Von einem Gespräch mit den Vorständen der TSV und der SSG berichtete Rolf Tiemann (FWG). „Sie begrüßen das Verbot und sind sehr zufrieden damit, dass das Weiherhausstadion jetzt frei vom Radverkehr ist.“ Die Argumente von Grünen und BfB für eine Öffnung hielt der Fraktionschef nicht für überzeugend. Mittlerweile sei die Schließung auch allgemein akzeptiert, schilderte er seine Eindrücke. Somit bestehe keine sachliche Notwendigkeit, Radverkehr dort zu gestatten.

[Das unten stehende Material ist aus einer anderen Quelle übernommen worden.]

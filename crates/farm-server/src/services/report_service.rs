//! Сервис отчётов: сводные показатели по ферме.

use super::{chicken_service, employee_service};
use crate::error::AppError;
use crate::repository::employee_repository::Employee;
use crate::repository::{farm_repository, DateRange};
use farm_entities::chickens;
use sea_orm::DatabaseConnection;
use serde::Serialize;
use std::collections::BTreeMap;

#[derive(Debug, Clone, PartialEq, Serialize)]
pub struct EggStats {
    pub total_eggs: u64,
    pub total_cost: f64,
}

#[derive(Debug, Clone, PartialEq, Eq, Serialize)]
pub struct EmployeeEggStats {
    pub employee_id: i32,
    pub employee_name: String,
    pub egg_count: u64,
}

#[derive(Debug, Clone, PartialEq, Eq, Serialize)]
pub struct MostProductiveChickenStats {
    pub chicken_id: i32,
    pub cage_id: i32,
    pub cage_number: i32,
    pub egg_per_month: i32,
}

#[derive(Debug, Clone, PartialEq, Eq, Serialize)]
pub struct EmployeeChickenCountStats {
    pub employee_id: i32,
    pub employee_name: String,
    pub chicken_count: u64,
}

/// Всего яиц за период и их стоимость.
pub async fn total_egg_stats(
    db: &DatabaseConnection,
    range: &DateRange,
) -> Result<EggStats, AppError> {
    let total_eggs = farm_repository::egg_count_by_date_range(db, range).await?;
    let total_cost = farm_repository::total_egg_cost(db, range).await?;

    Ok(EggStats {
        total_eggs,
        total_cost,
    })
}

/// Яйца за период по каждому работнику, включая тех, у кого их ноль.
pub async fn employee_egg_stats(
    db: &DatabaseConnection,
    range: &DateRange,
) -> Result<Vec<EmployeeEggStats>, AppError> {
    let counts = employee_service::all_employee_egg_counts(db, range).await?;
    let employees = employee_service::list_employees(db).await?;

    Ok(employees
        .into_iter()
        .map(|e| EmployeeEggStats {
            egg_count: count_or_zero(&counts, e.id),
            employee_id: e.id,
            employee_name: e.full_name,
        })
        .collect())
}

pub async fn low_productivity_chickens(
    db: &DatabaseConnection,
) -> Result<Vec<chickens::Model>, AppError> {
    chicken_service::low_productivity_chickens(db).await
}

/// Самая продуктивная курица вместе с номером её клетки.
pub async fn most_productive_chicken_stats(
    db: &DatabaseConnection,
) -> Result<MostProductiveChickenStats, AppError> {
    let chicken = chicken_service::most_productive_chicken(db).await?;
    let cage = super::ensure_cage_exists(db, chicken.cage_id).await?;

    Ok(MostProductiveChickenStats {
        chicken_id: chicken.id,
        cage_id: chicken.cage_id,
        cage_number: cage.number,
        egg_per_month: chicken.egg_per_month,
    })
}

/// Количество кур по каждому работнику, включая тех, у кого их ноль.
pub async fn employee_chicken_count_stats(
    db: &DatabaseConnection,
) -> Result<Vec<EmployeeChickenCountStats>, AppError> {
    let counts = employee_service::all_employee_chicken_counts(db).await?;
    let employees = employee_service::list_employees(db).await?;

    Ok(employees
        .into_iter()
        .map(|e| EmployeeChickenCountStats {
            chicken_count: count_or_zero(&counts, e.id),
            employee_id: e.id,
            employee_name: e.full_name,
        })
        .collect())
}

/// Кур по работникам с явными нулями.
pub async fn chicken_counts_by_employee(
    db: &DatabaseConnection,
) -> Result<BTreeMap<i32, u64>, AppError> {
    let counts = employee_service::all_employee_chicken_counts(db).await?;
    let employees = employee_service::list_employees(db).await?;
    Ok(backfill_zero(&counts, &employees))
}

/// Яиц за период по работникам с явными нулями.
pub async fn egg_counts_by_employee(
    db: &DatabaseConnection,
    range: &DateRange,
) -> Result<BTreeMap<i32, u64>, AppError> {
    let counts = employee_service::all_employee_egg_counts(db, range).await?;
    let employees = employee_service::list_employees(db).await?;
    Ok(backfill_zero(&counts, &employees))
}

/// Дополнить результат join-запроса нулями для работников, которых в нём нет.
pub fn backfill_zero(counts: &BTreeMap<i32, u64>, employees: &[Employee]) -> BTreeMap<i32, u64> {
    employees
        .iter()
        .map(|e| (e.id, count_or_zero(counts, e.id)))
        .collect()
}

/// Работник, которого нет в результате join-запроса, получает ноль.
fn count_or_zero(counts: &BTreeMap<i32, u64>, employee_id: i32) -> u64 {
    counts.get(&employee_id).copied().unwrap_or(0)
}
//! Маршруты фермы: клетки, журнал яйценоскости, параметры.

use crate::api::AppState;
use crate::error::AppError;
use crate::repository::farm_repository::FarmRecordData;
use crate::repository::DateRange;
use crate::services::{chicken_service, farm_service};
use axum::extract::rejection::{JsonRejection, PathRejection, QueryRejection};
use axum::extract::{Path, Query, State};
use axum::http::StatusCode;
use axum::routing::get;
use axum::{Json, Router};
use farm_entities::{cages, config_params, farm_records};
use serde::{Deserialize, Serialize};

#[derive(Debug, Deserialize)]
pub struct CreateCageRequest {
    pub number: i32,
}

/// Фильтр журнала: по курице либо по периоду.
#[derive(Debug, Default, Deserialize)]
pub struct RecordsQuery {
    pub chicken_id: Option<i32>,
    pub start_date: Option<String>,
    pub end_date: Option<String>,
}

#[derive(Debug, Deserialize)]
pub struct ConfigValueRequest {
    pub value: String,
}

#[derive(Debug, Serialize)]
pub struct ConfigValueResponse {
    pub key: String,
    pub value: String,
}

pub fn routes() -> Router<AppState> {
    Router::new()
        .route("/cages", get(list_cages).post(create_cage))
        .route("/cages/empty", get(empty_cages))
        .route("/cages/most-eggs", get(cage_with_most_eggs))
        .route("/cages/{id}", get(get_cage))
        .route("/farm-records", get(list_records).post(create_record))
        .route(
            "/farm-records/{id}",
            get(get_record).put(update_record).delete(delete_record),
        )
        .route("/config/{key}", get(get_config).put(set_config))
}

// ── Клетки ───────────────────────────────────────────────────────────────────

/// GET /api/cages
async fn list_cages(State(state): State<AppState>) -> Result<Json<Vec<cages::Model>>, AppError> {
    Ok(Json(farm_service::list_cages(&state.db).await?))
}

/// POST /api/cages
async fn create_cage(
    State(state): State<AppState>,
    payload: Result<Json<CreateCageRequest>, JsonRejection>,
) -> Result<(StatusCode, Json<cages::Model>), AppError> {
    let Json(req) = payload?;
    let cage = farm_service::create_cage(&state.db, req.number).await?;
    Ok((StatusCode::CREATED, Json(cage)))
}

/// GET /api/cages/{id}
async fn get_cage(
    State(state): State<AppState>,
    path: Result<Path<i32>, PathRejection>,
) -> Result<Json<cages::Model>, AppError> {
    let Path(id) = path?;
    Ok(Json(farm_service::get_cage(&state.db, id).await?))
}

/// GET /api/cages/empty: клетки без кур.
async fn empty_cages(State(state): State<AppState>) -> Result<Json<Vec<cages::Model>>, AppError> {
    Ok(Json(farm_service::empty_cages(&state.db).await?))
}

/// GET /api/cages/most-eggs: клетка-рекордсмен по яйцам.
async fn cage_with_most_eggs(
    State(state): State<AppState>,
) -> Result<Json<cages::Model>, AppError> {
    Ok(Json(chicken_service::cage_with_most_eggs(&state.db).await?))
}

// ── Журнал ───────────────────────────────────────────────────────────────────

/// GET /api/farm-records?chicken_id= | ?start_date=&end_date=
async fn list_records(
    State(state): State<AppState>,
    query: Result<Query<RecordsQuery>, QueryRejection>,
) -> Result<Json<Vec<farm_records::Model>>, AppError> {
    let Query(query) = query?;

    let records = match (query.chicken_id, query.start_date, query.end_date) {
        (Some(chicken_id), _, _) => farm_service::records_for_chicken(&state.db, chicken_id).await?,
        (None, Some(start), Some(end)) if !start.is_empty() && !end.is_empty() => {
            farm_service::records_in_range(&state.db, &DateRange::new(start, end)).await?
        }
        _ => {
            return Err(AppError::BadRequest(
                "укажите chicken_id или start_date и end_date".into(),
            ))
        }
    };

    Ok(Json(records))
}

/// POST /api/farm-records
async fn create_record(
    State(state): State<AppState>,
    payload: Result<Json<FarmRecordData>, JsonRejection>,
) -> Result<(StatusCode, Json<farm_records::Model>), AppError> {
    let Json(data) = payload?;
    let record = farm_service::create_record(&state.db, data).await?;
    Ok((StatusCode::CREATED, Json(record)))
}

/// GET /api/farm-records/{id}
async fn get_record(
    State(state): State<AppState>,
    path: Result<Path<i32>, PathRejection>,
) -> Result<Json<farm_records::Model>, AppError> {
    let Path(id) = path?;
    Ok(Json(farm_service::get_record(&state.db, id).await?))
}

/// PUT /api/farm-records/{id}
async fn update_record(
    State(state): State<AppState>,
    path: Result<Path<i32>, PathRejection>,
    payload: Result<Json<FarmRecordData>, JsonRejection>,
) -> Result<Json<farm_records::Model>, AppError> {
    let Path(id) = path?;
    let Json(data) = payload?;
    Ok(Json(farm_service::update_record(&state.db, id, data).await?))
}

/// DELETE /api/farm-records/{id}
async fn delete_record(
    State(state): State<AppState>,
    path: Result<Path<i32>, PathRejection>,
) -> Result<Json<serde_json::Value>, AppError> {
    let Path(id) = path?;
    farm_service::delete_record(&state.db, id).await?;
    Ok(Json(serde_json::json!({ "message": "запись удалена" })))
}

// ── Параметры ────────────────────────────────────────────────────────────────

/// GET /api/config/{key}
async fn get_config(
    State(state): State<AppState>,
    path: Result<Path<String>, PathRejection>,
) -> Result<Json<ConfigValueResponse>, AppError> {
    let Path(key) = path?;
    let value = farm_service::get_config(&state.db, &key).await?;
    Ok(Json(ConfigValueResponse { key, value }))
}

/// PUT /api/config/{key}: создать или перезаписать параметр.
async fn set_config(
    State(state): State<AppState>,
    path: Result<Path<String>, PathRejection>,
    payload: Result<Json<ConfigValueRequest>, JsonRejection>,
) -> Result<Json<config_params::Model>, AppError> {
    let Path(key) = path?;
    let Json(req) = payload?;
    Ok(Json(
        farm_service::set_config(&state.db, &key, &req.value).await?,
    ))
}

Matthias Penteker (Fraktion „Vernunft und Augenmaß“) regte an, für eine Testphase Schilder an den Eingängen anzubringen, dass Radfahrer absteigen müssten im Stadion.
Unterm Strich brachte die Diskussion erwartungsgemäß aber keine neuen Erkenntnisse. Die Abstimmung verlief deshalb ohne Überraschungen. CDU, SPD und FDP lehnten ebenso wie die FWG eine Öffnung ab. Grüne, BfB, Matthias Penteker und Rolf Schepp sprachen sich dafür aus. Adriana Filippone (SPD) enthielt sich.
Radfahrer müssen daher weiter draußen parken – oder um das Weiherhausstadion herumfahren, statt das Gelände als Transitstrecke zu nutzen.